Strauss has responded, too: The Game was partly a journalistic exposé of a secret society, but it could also be read as a self-help book. His latest work, The Rules of the Game, is more a Hayne’s manual of seduction, a step-by-step guide to building a love life.
The author has mixed feelings about the industry that he has helped to create. When he attended the very first pick-up seminar, “You could count the gurus on one hand,” he says. “Now every domain name with the word ‘alpha’ in it has been taken up. It’s a very young industry.
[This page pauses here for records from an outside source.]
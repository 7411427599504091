//! FieldName - shared field identifier
//!
//! Every decoded record repeats the schema's field names. Backing them with
//! `Arc<str>` turns the per-frame clone into a reference count bump.

use serde::{Deserialize, Deserializer, Serialize, Serializer};
use std::borrow::Borrow;
use std::fmt;
use std::hash::{Hash, Hasher};
use std::ops::Deref;
use std::sync::Arc;

/// Name of a schema field, cheap to clone.
///
/// ```
/// use contracts::FieldName;
///
/// let name: FieldName = "altitude".into();
/// let copy = name.clone();
/// assert_eq!(copy, "altitude");
/// assert_eq!(name.unit_key(), "altitude_unit");
/// ```
#[derive(Clone, Default)]
pub struct FieldName(Arc<str>);

impl FieldName {
    #[inline]
    pub fn new(name: &str) -> Self {
        Self(Arc::from(name))
    }

    #[inline]
    pub fn as_str(&self) -> &str {
        &self.0
    }

    /// Key of the `<name>_unit` companion entry in serialized records.
    pub fn unit_key(&self) -> String {
        format!("{}_unit", self.0)
    }
}

impl Deref for FieldName {
    type Target = str;

    #[inline]
    fn deref(&self) -> &str {
        &self.0
    }
}

impl AsRef<str> for FieldName {
    #[inline]
    fn as_ref(&self) -> &str {
        &self.0
    }
}

impl Borrow<str> for FieldName {
    #[inline]
    fn borrow(&self) -> &str {
        &self.0
    }
}

impl From<&str> for FieldName {
    #[inline]
    fn from(s: &str) -> Self {
        Self::new(s)
    }
}

impl From<String> for FieldName {
    #[inline]
    fn from(s: String) -> Self {
        Self(Arc::from(s))
    }
}

impl fmt::Display for FieldName {
    fn fmt(&self, f: &mut fmt::Formatter<'_>) -> fmt::Result {
        f.write_str(&self.0)
    }
}

impl fmt::Debug for FieldName {
    fn fmt(&self, f: &mut fmt::Formatter<'_>) -> fmt::Result {
        write!(f, "FieldName({:?})", self.0)
    }
}

impl PartialEq for FieldName {
    #[inline]
    fn eq(&self, other: &Self) -> bool {
        Arc::ptr_eq(&self.0, &other.0) || self.0 == other.0
    }
}

impl Eq for FieldName {}

impl PartialEq<str> for FieldName {
    #[inline]
    fn eq(&self, other: &str) -> bool {
        &*self.0 == other
    }
}

impl PartialEq<&str> for FieldName {
    #[inline]
    fn eq(&self, other: &&str) -> bool {
        &*self.0 == *other
    }
}

// Must hash like `str` so `HashMap<FieldName, _>` can be queried with `&str`.
impl Hash for FieldName {
    #[inline]
    fn hash<H: Hasher>(&self, state: &mut H) {
        self.0.hash(state)
    }
}

impl Serialize for FieldName {
    fn serialize<S: Serializer>(&self, serializer: S) -> Result<S::Ok, S::Error> {
        serializer.serialize_str(&self.0)
    }
}

impl<'de> Deserialize<'de> for FieldName {
    fn deserialize<D: Deserializer<'de>>(deserializer: D) -> Result<Self, D::Error> {
        String::deserialize(deserializer).map(Self::from)
    }
}

#[cfg(test)]
mod tests {
    use super::*;
    use std::collections::HashSet;

    #[test]
    fn clone_shares_storage() {
        let a: FieldName = "velocity".into();
        let b = a.clone();
        assert_eq!(a.as_str().as_ptr(), b.as_str().as_ptr());
    }

    #[test]
    fn set_lookup_by_str() {
        let mut names: HashSet<FieldName> = HashSet::new();
        names.insert("sync_word".into());
        assert!(names.contains("sync_word"));
        assert!(!names.contains("checksum"));
    }

    #[test]
    fn serde_as_plain_string() {
        let name: FieldName = "engine_pressure".into();
        let json = serde_json::to_string(&name).unwrap();
        assert_eq!(json, "\"engine_pressure\"");
        let back: FieldName = serde_json::from_str(&json).unwrap();
        assert_eq!(back, name);
    }
}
There is still no assurance of quality with some of these guys.”
The current boom will, he predicts, either prove “a blip on the pop culture radar”, or the beginning of “a new self-improvement movement, rather like the fitness industry”.
Ross Jeffries, the man whom Strauss and every other “guru” acknowledges as the father of the modern seduction movement, believes there is a huge secondary market that is yet to be tapped. “At the moment,” Jeffries says, the seduction market is chiefly “guys who can’t get women at all”. The huge secondary market he foresees is “guys who want to trade up… guys who are living with women they are not attracted to and have to talk themselves into staying with”.
Jeffries had been a para-legal and then, as he puts it, “an awful comedy writer”, the man responsible for the 1987 film They Still Call Me Bruce. In 1988, after a long period of contemplation in the romantic wilderness, he emerged like John the Baptist, to herald the salvation of all lonely men with a technique he called “Speed Seduction”. It used neuro-linguistic programming (NLP), the principle that a person’s subconscious can be manipulated through words, suggestions and physical gestures. Needless to say, it was highly controversial: to some it appeared little better than a date-rape drug. Jeffries says it is setting women free of social controls that tell them that a certain man is not their type.